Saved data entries
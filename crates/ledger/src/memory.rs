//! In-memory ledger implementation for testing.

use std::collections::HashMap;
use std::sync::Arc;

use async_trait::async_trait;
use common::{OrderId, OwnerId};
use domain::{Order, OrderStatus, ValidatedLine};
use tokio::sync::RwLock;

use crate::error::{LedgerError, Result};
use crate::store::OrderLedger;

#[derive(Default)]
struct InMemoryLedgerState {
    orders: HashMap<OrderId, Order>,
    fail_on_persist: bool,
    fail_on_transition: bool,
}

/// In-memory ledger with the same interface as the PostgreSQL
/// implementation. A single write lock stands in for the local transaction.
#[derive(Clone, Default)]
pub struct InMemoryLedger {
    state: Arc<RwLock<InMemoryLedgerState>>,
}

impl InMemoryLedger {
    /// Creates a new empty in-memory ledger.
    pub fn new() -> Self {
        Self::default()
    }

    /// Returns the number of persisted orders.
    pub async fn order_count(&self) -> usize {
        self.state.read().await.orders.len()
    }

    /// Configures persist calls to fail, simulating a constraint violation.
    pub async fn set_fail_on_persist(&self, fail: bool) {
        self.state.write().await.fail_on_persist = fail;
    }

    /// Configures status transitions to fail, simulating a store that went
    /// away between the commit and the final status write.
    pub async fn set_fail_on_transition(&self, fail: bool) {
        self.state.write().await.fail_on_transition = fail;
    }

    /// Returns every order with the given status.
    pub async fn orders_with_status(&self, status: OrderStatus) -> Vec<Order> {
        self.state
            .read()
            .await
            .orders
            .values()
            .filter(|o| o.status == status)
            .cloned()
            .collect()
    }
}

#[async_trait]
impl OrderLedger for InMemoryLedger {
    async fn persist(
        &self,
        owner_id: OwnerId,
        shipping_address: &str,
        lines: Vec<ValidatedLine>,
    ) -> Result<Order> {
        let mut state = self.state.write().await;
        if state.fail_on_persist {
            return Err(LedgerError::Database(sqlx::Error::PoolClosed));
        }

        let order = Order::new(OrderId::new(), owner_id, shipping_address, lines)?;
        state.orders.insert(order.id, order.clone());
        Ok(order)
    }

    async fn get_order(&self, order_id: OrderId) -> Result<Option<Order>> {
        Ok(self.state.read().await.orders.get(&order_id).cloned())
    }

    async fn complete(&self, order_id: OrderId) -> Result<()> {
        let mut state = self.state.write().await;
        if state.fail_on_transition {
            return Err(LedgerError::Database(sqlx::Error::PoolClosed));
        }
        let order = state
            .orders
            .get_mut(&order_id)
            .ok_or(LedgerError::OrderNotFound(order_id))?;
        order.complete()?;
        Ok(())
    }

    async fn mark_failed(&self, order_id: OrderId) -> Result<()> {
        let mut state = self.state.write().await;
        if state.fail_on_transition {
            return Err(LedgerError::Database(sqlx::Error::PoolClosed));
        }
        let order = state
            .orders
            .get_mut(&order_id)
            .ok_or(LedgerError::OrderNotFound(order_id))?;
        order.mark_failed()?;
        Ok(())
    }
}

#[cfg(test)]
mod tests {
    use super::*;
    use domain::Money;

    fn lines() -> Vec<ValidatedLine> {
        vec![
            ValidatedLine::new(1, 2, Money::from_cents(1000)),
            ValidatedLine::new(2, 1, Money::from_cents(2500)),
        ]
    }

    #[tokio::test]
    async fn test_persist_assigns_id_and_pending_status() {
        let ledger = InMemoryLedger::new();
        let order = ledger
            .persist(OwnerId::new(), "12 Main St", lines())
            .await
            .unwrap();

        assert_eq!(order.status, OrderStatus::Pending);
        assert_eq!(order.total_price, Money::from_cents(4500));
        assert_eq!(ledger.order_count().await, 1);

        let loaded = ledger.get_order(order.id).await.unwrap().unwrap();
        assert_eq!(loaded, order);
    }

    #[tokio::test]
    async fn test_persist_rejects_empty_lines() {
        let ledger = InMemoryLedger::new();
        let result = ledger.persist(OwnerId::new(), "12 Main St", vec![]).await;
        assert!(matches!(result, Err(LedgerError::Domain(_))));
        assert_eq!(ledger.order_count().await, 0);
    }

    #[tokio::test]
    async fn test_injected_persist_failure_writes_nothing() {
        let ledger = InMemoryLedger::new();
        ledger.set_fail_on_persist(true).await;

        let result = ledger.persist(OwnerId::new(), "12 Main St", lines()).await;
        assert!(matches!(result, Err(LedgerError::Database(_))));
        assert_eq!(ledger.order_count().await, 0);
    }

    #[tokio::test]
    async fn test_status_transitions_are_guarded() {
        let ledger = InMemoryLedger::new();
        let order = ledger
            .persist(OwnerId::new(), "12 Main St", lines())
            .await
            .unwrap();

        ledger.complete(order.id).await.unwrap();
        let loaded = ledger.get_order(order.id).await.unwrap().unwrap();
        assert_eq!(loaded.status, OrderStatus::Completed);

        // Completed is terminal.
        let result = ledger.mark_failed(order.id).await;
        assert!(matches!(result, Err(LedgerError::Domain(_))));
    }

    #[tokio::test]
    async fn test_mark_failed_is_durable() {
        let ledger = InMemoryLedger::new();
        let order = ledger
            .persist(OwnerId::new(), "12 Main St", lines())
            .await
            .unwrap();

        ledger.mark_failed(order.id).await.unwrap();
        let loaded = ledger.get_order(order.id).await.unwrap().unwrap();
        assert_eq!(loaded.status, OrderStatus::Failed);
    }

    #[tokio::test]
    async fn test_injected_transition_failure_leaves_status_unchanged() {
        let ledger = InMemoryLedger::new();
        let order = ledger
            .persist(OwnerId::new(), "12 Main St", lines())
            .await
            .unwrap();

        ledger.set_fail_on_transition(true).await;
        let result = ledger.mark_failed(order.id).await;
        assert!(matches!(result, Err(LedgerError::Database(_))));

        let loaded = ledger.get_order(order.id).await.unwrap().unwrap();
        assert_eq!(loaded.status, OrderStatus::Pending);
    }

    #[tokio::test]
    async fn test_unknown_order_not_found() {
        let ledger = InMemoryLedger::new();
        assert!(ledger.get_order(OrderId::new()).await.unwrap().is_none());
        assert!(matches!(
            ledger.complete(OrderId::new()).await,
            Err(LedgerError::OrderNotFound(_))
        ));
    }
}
---
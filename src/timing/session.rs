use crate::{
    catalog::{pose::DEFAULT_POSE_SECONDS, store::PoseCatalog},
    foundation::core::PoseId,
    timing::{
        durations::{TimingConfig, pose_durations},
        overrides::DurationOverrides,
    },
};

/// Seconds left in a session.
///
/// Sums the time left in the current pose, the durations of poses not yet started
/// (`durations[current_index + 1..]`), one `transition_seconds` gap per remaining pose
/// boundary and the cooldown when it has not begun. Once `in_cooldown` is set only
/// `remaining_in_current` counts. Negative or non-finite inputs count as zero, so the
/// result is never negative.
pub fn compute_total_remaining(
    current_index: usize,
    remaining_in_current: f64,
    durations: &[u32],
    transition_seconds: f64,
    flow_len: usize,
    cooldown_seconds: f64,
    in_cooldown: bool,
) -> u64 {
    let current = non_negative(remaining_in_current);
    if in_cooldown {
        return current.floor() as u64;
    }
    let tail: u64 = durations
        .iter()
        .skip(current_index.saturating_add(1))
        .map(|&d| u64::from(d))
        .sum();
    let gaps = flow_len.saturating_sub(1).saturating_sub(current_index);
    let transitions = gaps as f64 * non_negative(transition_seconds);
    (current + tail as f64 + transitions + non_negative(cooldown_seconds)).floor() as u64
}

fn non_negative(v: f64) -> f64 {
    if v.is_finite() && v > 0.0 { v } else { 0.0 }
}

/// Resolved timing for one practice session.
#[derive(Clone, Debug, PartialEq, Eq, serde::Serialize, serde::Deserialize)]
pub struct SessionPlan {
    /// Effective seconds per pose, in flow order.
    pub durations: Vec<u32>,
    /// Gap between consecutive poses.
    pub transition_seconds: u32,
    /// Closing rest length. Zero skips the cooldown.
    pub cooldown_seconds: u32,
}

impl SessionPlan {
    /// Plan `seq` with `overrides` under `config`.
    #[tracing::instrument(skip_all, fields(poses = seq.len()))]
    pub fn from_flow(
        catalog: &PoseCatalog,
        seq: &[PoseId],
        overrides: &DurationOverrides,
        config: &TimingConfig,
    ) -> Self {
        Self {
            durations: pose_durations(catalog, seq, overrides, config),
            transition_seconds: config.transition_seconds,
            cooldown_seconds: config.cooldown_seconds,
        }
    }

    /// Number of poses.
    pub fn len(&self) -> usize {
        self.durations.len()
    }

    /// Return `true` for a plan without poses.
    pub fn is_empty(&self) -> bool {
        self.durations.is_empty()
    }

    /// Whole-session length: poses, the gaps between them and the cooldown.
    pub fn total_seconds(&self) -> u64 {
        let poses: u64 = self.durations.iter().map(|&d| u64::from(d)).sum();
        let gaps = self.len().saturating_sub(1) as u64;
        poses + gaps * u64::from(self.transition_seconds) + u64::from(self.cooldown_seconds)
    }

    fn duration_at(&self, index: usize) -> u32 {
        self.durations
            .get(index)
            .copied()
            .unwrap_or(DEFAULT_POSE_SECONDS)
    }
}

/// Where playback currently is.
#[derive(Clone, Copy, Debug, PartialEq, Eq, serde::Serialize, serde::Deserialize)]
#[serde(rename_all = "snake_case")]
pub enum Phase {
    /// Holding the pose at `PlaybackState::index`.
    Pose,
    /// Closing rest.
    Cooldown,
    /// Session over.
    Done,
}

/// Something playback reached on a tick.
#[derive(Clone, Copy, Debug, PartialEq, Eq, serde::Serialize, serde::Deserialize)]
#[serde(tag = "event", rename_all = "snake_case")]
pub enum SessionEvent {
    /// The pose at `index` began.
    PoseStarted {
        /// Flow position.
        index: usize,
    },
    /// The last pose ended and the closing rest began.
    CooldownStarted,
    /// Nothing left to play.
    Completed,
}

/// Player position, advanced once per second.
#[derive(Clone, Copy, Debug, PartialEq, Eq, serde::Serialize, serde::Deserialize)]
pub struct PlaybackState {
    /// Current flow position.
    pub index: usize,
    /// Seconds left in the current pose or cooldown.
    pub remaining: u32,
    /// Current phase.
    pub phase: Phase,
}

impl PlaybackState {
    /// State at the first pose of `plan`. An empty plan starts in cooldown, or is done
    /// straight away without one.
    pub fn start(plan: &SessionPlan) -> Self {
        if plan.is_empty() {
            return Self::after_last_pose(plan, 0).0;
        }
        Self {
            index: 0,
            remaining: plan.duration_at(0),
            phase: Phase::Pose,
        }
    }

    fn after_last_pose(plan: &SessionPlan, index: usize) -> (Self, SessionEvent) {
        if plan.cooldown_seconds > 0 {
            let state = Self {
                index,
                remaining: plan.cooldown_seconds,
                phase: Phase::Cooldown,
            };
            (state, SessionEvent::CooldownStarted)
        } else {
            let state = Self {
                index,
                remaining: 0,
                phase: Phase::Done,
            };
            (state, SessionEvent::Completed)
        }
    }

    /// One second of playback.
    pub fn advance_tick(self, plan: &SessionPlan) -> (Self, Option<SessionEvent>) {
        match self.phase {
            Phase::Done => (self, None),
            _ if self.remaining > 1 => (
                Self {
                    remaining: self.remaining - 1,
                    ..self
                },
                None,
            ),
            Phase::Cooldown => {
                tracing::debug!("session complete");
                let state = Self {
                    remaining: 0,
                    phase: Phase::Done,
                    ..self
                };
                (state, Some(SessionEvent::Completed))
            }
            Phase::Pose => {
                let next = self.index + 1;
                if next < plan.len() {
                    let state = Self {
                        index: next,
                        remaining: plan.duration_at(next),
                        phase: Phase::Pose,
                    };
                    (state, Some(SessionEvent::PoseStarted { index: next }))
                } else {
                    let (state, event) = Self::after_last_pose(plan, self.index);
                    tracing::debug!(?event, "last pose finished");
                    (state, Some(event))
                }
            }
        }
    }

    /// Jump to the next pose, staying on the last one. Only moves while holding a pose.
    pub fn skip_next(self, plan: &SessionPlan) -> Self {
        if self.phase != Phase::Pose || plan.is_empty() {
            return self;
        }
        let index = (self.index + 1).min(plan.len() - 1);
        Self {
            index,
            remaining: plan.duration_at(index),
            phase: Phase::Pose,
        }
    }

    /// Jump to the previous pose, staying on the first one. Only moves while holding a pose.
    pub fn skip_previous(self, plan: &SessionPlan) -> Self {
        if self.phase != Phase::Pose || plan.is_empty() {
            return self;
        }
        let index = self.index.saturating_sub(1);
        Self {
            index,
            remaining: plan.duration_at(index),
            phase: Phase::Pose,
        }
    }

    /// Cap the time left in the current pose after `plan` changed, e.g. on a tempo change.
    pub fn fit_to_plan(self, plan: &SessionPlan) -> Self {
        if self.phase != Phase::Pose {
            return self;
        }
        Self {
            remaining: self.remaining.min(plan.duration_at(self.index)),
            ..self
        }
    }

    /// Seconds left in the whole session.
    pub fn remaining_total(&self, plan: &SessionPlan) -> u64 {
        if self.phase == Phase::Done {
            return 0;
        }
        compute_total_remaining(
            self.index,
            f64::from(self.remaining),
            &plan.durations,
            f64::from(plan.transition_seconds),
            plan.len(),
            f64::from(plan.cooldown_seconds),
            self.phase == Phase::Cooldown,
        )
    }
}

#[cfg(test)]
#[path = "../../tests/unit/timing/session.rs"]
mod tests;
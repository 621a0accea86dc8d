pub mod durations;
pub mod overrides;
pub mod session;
--
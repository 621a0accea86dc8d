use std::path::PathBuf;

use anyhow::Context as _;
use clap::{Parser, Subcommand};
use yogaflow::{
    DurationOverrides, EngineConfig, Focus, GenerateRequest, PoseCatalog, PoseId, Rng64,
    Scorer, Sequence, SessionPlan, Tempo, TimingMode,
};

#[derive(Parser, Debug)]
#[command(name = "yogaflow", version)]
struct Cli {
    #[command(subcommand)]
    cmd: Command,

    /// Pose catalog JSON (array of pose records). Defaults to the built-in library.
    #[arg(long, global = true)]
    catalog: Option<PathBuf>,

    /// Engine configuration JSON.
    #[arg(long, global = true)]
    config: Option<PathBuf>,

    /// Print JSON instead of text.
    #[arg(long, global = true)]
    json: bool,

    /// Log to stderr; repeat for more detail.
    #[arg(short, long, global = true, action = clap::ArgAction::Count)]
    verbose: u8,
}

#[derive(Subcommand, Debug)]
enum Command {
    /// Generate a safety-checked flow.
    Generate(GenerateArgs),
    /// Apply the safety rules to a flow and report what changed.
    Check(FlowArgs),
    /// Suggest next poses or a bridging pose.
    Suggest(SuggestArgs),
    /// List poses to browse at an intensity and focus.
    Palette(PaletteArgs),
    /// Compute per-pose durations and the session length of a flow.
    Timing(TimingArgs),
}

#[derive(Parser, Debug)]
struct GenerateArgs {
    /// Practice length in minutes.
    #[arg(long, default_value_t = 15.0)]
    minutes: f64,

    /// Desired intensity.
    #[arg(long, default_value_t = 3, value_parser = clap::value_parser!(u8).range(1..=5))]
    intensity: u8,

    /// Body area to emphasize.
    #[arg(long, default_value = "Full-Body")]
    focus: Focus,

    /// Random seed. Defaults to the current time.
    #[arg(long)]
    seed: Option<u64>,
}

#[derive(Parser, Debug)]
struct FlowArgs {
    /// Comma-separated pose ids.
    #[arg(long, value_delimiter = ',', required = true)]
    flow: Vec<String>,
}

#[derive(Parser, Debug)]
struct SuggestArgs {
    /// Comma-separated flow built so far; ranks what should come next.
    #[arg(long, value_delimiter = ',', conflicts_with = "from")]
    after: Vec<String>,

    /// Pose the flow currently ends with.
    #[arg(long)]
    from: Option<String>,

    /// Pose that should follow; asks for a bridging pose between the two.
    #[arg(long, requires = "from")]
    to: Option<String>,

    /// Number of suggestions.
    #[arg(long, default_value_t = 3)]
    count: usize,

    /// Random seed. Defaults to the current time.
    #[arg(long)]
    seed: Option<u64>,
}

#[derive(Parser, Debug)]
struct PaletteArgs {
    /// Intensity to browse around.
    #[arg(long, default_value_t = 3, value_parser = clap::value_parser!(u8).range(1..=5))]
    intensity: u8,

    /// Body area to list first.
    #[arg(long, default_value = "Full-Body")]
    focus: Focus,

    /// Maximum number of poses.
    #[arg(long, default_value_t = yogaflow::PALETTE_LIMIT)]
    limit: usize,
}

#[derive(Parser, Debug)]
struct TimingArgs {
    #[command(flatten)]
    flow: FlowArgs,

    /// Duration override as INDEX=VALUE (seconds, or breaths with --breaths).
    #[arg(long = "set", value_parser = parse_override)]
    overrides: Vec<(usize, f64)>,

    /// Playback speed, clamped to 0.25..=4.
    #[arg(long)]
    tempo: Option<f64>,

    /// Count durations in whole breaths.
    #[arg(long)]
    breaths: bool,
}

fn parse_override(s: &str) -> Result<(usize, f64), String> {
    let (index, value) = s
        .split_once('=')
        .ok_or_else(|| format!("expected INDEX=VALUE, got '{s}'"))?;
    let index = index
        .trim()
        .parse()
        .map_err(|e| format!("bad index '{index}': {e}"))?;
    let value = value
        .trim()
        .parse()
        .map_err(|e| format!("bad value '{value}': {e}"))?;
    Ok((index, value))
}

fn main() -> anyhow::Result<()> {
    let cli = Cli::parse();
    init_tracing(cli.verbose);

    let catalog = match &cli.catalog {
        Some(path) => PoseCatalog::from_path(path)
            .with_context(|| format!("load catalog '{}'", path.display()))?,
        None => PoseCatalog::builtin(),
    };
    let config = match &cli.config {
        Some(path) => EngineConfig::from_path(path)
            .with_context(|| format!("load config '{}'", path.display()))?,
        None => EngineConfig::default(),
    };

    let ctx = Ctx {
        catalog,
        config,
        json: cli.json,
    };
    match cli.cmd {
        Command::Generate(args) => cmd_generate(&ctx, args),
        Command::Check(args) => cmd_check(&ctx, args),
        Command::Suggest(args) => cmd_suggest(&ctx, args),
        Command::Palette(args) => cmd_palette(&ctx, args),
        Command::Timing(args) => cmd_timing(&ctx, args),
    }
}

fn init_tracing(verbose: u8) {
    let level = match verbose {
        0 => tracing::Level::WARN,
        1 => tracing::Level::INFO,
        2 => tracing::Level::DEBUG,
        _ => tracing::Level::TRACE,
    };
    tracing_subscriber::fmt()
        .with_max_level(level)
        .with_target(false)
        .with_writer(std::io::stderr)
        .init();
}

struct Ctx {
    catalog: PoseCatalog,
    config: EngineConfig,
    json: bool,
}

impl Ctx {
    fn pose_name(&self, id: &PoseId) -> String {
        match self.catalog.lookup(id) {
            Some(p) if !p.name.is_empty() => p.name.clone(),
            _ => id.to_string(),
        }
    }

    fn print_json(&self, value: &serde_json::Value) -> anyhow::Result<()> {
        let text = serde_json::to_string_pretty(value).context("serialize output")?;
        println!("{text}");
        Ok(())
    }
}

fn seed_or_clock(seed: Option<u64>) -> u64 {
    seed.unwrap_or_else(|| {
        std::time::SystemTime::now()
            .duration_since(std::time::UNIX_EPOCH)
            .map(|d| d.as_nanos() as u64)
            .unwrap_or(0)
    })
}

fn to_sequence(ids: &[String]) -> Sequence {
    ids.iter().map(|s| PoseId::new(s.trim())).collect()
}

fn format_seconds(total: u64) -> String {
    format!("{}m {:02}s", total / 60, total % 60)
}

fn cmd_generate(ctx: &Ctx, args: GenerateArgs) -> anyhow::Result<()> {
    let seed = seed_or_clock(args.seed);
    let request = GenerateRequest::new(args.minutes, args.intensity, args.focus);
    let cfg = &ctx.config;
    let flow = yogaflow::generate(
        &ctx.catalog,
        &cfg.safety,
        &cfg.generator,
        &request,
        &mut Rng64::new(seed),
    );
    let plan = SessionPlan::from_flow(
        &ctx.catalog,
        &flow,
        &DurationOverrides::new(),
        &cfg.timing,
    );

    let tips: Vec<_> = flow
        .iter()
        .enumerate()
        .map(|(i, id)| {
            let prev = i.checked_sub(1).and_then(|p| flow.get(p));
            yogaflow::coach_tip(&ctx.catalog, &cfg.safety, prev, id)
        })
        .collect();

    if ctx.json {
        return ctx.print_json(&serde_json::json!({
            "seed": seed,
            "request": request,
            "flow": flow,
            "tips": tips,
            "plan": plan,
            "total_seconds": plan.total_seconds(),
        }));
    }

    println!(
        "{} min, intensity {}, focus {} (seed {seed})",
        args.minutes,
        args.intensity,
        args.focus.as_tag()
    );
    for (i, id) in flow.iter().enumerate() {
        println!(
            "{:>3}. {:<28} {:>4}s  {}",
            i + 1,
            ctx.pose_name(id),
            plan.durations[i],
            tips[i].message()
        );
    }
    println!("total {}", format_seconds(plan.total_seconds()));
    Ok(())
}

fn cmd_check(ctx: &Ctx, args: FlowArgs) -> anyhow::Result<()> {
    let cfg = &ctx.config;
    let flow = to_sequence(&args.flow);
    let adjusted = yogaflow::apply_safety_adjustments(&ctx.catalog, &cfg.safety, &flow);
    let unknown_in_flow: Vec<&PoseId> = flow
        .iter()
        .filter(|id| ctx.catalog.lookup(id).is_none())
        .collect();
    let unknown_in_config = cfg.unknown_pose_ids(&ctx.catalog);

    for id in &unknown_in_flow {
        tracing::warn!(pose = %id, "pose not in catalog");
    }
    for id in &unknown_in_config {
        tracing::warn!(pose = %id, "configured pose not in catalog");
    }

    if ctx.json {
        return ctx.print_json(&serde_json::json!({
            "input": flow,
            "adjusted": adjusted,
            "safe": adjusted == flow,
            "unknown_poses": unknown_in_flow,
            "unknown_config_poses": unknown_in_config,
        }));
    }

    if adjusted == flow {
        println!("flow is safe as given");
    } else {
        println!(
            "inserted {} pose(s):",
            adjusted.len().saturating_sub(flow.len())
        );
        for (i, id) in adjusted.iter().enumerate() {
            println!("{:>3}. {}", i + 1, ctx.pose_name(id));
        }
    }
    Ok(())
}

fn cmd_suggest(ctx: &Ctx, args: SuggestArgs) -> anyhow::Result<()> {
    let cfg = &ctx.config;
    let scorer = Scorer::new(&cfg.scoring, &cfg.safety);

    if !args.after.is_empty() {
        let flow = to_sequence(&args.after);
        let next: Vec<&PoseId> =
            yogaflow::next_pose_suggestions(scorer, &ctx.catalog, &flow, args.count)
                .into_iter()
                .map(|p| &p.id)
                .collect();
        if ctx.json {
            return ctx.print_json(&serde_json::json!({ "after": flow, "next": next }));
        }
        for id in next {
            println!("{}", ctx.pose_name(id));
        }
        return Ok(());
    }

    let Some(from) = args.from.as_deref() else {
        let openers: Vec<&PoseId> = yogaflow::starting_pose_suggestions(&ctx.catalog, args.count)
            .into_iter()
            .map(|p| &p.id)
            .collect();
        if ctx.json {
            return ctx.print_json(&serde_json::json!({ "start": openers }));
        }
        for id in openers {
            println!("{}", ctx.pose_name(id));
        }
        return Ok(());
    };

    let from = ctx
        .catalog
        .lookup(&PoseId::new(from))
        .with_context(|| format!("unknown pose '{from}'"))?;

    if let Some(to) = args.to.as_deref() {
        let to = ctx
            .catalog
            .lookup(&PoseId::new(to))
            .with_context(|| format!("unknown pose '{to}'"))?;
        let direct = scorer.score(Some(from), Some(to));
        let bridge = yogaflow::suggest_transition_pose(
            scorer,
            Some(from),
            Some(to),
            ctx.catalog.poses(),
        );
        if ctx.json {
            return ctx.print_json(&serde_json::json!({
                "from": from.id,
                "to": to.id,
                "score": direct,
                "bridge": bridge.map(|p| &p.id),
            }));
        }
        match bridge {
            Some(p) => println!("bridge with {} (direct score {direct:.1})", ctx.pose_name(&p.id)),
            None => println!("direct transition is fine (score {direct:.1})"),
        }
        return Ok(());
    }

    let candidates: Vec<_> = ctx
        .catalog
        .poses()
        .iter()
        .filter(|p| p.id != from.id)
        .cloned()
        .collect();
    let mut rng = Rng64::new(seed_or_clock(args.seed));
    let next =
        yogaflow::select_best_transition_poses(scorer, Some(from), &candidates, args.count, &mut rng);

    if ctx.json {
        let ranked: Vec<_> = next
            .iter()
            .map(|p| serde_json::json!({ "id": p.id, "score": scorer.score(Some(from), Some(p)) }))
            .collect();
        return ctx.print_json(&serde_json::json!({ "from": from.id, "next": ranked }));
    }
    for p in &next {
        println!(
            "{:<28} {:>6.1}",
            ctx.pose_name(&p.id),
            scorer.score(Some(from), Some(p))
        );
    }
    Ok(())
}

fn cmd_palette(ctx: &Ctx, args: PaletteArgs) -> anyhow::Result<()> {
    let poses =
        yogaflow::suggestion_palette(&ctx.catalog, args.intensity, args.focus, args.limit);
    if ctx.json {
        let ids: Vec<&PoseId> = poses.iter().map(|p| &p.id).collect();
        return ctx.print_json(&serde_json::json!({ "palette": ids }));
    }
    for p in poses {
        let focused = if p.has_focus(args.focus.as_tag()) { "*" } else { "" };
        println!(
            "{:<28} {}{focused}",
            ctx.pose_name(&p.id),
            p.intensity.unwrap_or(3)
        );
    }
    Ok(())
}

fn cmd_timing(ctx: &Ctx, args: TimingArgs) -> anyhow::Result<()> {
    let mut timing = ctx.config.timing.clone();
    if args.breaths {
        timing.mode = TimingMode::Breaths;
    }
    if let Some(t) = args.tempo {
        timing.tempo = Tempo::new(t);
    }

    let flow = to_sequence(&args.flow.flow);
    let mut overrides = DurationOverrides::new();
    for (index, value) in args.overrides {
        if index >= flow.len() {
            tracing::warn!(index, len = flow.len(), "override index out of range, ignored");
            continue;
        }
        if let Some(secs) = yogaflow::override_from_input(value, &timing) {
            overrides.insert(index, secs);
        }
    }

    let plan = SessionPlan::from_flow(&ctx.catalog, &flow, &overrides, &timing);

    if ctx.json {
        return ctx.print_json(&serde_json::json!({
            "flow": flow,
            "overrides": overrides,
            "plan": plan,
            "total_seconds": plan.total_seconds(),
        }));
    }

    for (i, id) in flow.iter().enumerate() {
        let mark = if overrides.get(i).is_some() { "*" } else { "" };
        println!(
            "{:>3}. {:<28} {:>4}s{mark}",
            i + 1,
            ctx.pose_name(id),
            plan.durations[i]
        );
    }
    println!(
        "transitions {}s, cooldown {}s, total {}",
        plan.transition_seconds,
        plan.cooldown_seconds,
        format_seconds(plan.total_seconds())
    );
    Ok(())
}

- [WORK TO COMPLETE] In the records above, find each line with the word "TimingArgs" and copy it.

- [RESULT OF THE EXERCISE]
    Timing(TimingArgs),
struct TimingArgs {
fn cmd_timing(ctx: &Ctx, args: TimingArgs) -> anyhow::Result<()> {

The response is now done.